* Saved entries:
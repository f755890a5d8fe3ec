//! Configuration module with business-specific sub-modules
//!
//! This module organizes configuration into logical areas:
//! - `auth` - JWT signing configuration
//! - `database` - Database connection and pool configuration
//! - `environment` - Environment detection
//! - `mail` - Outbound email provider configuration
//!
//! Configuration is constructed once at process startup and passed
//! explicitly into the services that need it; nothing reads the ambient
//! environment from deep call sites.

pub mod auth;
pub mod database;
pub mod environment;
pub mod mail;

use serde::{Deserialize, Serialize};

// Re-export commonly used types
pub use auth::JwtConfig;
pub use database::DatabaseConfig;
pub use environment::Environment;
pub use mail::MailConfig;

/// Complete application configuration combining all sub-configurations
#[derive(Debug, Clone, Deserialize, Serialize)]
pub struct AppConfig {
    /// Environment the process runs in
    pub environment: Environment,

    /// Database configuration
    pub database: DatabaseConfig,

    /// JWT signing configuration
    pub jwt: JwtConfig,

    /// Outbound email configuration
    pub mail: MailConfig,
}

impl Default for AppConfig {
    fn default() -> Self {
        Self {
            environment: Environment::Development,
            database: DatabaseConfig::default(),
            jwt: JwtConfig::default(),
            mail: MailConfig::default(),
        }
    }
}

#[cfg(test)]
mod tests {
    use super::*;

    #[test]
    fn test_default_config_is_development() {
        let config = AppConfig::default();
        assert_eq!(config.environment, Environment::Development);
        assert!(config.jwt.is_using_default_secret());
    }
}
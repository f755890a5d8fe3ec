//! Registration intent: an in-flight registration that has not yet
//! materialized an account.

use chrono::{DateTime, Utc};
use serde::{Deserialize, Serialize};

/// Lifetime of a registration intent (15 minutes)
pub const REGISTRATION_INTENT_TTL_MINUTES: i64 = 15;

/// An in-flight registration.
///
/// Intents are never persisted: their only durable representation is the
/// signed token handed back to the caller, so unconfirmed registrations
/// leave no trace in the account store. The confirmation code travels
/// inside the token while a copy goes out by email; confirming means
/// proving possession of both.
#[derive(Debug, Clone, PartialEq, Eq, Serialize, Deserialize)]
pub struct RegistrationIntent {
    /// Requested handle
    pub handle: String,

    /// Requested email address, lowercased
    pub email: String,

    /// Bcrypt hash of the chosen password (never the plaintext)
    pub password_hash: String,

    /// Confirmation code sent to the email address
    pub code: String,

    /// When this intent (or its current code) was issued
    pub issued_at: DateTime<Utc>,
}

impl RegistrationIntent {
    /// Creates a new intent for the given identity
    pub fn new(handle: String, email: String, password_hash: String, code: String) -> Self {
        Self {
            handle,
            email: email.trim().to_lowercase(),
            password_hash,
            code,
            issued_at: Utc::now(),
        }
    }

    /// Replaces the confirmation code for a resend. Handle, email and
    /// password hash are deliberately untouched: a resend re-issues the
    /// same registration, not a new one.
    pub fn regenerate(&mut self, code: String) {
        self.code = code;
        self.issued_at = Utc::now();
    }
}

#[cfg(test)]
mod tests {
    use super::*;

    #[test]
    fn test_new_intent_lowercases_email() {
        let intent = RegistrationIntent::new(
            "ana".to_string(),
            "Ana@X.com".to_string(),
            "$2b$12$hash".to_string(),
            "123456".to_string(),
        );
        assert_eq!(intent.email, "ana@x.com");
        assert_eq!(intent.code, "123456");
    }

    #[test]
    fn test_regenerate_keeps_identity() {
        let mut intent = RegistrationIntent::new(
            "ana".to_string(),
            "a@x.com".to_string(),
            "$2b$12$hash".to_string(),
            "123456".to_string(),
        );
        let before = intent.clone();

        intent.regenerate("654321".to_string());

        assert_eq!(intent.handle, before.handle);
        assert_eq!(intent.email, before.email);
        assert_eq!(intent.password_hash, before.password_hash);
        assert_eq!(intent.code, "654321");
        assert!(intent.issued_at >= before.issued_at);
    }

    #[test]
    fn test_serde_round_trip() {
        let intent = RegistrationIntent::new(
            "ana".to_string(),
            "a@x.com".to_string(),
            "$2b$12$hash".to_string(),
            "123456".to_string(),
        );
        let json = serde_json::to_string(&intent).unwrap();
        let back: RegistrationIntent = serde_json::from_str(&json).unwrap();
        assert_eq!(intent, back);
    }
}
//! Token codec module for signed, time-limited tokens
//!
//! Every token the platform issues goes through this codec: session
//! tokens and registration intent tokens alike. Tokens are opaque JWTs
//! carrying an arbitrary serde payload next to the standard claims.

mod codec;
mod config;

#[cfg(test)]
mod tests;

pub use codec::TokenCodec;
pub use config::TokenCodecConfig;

* Problem:
Counting the line that contains "assert!(intent.issued_at >= before.issued_at);" as the first, copy exactly every line through the end of the records, and nothing else.

* Finished task:
        assert!(intent.issued_at >= before.issued_at);
    }

    #[test]
    fn test_serde_round_trip() {
        let intent = RegistrationIntent::new(
            "ana".to_string(),
            "a@x.com".to_string(),
            "$2b$12$hash".to_string(),
            "123456".to_string(),
        );
        let json = serde_json::to_string(&intent).unwrap();
        let back: RegistrationIntent = serde_json::from_str(&json).unwrap();
        assert_eq!(intent, back);
    }
}
//! Token codec module for signed, time-limited tokens
//!
//! Every token the platform issues goes through this codec: session
//! tokens and registration intent tokens alike. Tokens are opaque JWTs
//! carrying an arbitrary serde payload next to the standard claims.

mod codec;
mod config;

#[cfg(test)]
mod tests;

pub use codec::TokenCodec;
pub use config::TokenCodecConfig;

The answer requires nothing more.